Aacção tinha tudo para dar certo, mas ficou, literalmente, nas bocas do mundo pelo seu excesso de realismo. Para promover uma nova série de desenhos animados, a Cartoon Network realizou uma acção de guerrilha na cidade de Boston que foi levada demasiado a sério pela polícia da cidade. Afinal, os misteriosos pacotes deixados em zonas estratégicas da metrópole não eram perigosos engenhos terroristas, mas sim objectos promocionais. Apesar de inofensivos, os pacotes provocaram o pânico na população, envolveram as forças policiais e transformaram-se uma dor de cabeça gigantesca para o canal que teve de desembolsar uma quantia significativa de dinheiro para acalmar os ânimos das autoridades. André Rabanea, sócio fundador da Torke Stunt, empresa que se apresenta como a única em Portugal que actua exclusivamente na área do marketing de guerrilha, comenta os riscos da actividade. “Riscos ocorrem na publicidade em todas as suas manifestações e meios. É preciso pensar e estudar tudo o que pode acontecer, antecipando vários cenários e analisar bem cada caso Só é preciso estar atento, não vamos fazer guerrilha na Índia com vacas”, diz. “A acção de guerrilha em Boston foi muito bem pensada, tanto em termos criativos como em termos de execução, mas estamos a falar dos EUA. A verdade é que pagaram algumas multas, mas também é verdade que o mundo inteiro ficou a saber da sua acção e divulgação”, equaciona o responsável da Torke Stunt. Desse ponto de vista, a acção cumpriu os requisitos de uma boa campanha de marketing de guerrilha que se preze. Afinal, como explica André Rabanea, o “marketing de guerrilha é uma forma de envolver os consumidores com a marca, não através da imposição mas através da conquista. É um conjunto de estratégias diferenciadas e inovadoras cujo objectivo é surpreender, pelo inesperado e pelo barulho, pela emoção, pela ousadia e pela agilidade e que, por isso mesmo conquistam e seduzem os consumidores”, define o responsável da Torke.
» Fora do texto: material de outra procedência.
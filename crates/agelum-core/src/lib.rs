pub mod annotation;
pub mod board;
pub mod browser;
pub mod document;
pub mod error;
pub mod frontmatter;
pub mod io;
pub mod item;
pub mod migrate;
pub mod naming;
pub mod paths;
pub mod report;
pub mod settings;
pub mod store;
pub mod structure;
pub mod testing;
pub mod types;

pub use error::{AgelumError, Result};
Uma definição alargada no qual cabem acções tão díspares como marketing viral, intervenções urbanas e performances, marketing invisível, blog marketing, etc.
Portugal receptivo a acções de guerrilha?
Resta saber se o mercado português está receptivo a estas propostas “guerrilho-inovadoras”. Ricardo Clemente dá-nos o seu ponto de vista. “O que tem sido feito em Portugal em termos de utilização de media alternativa tem sido mais empurrado pelas agências do que propriamente pelo mercado real”, considera o director-geral da Ogilvy One, empresa que no ano passado colocou no chão de várias cidades uma série de marcas de corpo á ‘la CSI’, para uma campanha levada a cabo para a Fundação Portuguesa de Cardiologia. “Há um caminho enorme a desbravar nessa área”, considera o responsável da Ogilvy One. O mesmo acredita Tomás Froes. “Devido á falta de recursos dos pequenos negócios e marcas, são estas as que têm vindo a apostar mais neste tipo de estratégias e tácticas de guerrilha”, começa por referir um dos sócios da Partners. “Mas, actualmente, com a saturação da comunicação tradicional, as grandes marcas consideram cada vez mais o marketing de guerrilha no seu mix, para atingirem de forma diferente, e mais criativa, os seus públicos-alvo. Sabem que este tipo de acções promovem o 'corpo-a-corpo' com o consumidor, o que lhes permite obter uma clara diferenciação na abordagem da sua marca ao cliente”, afirma. Também André Rabanea considera que, no que toca á relação das marcas com o marketing de guerrilha, este é o típico caso em que se primeiro experimenta e depois se entranha. “A verdade é que todos os clientes e agências com que já trabalhámos até hoje em Portugal, continuam a ser nossos clientes. Ou seja, há uma vontade inicial de arriscar por parte desses mesmos clientes ou agências e, num segundo momento, uma satisfação e eficácia na obtenção dos resultados que acaba por ditar a continuidade dos projectos”, considera.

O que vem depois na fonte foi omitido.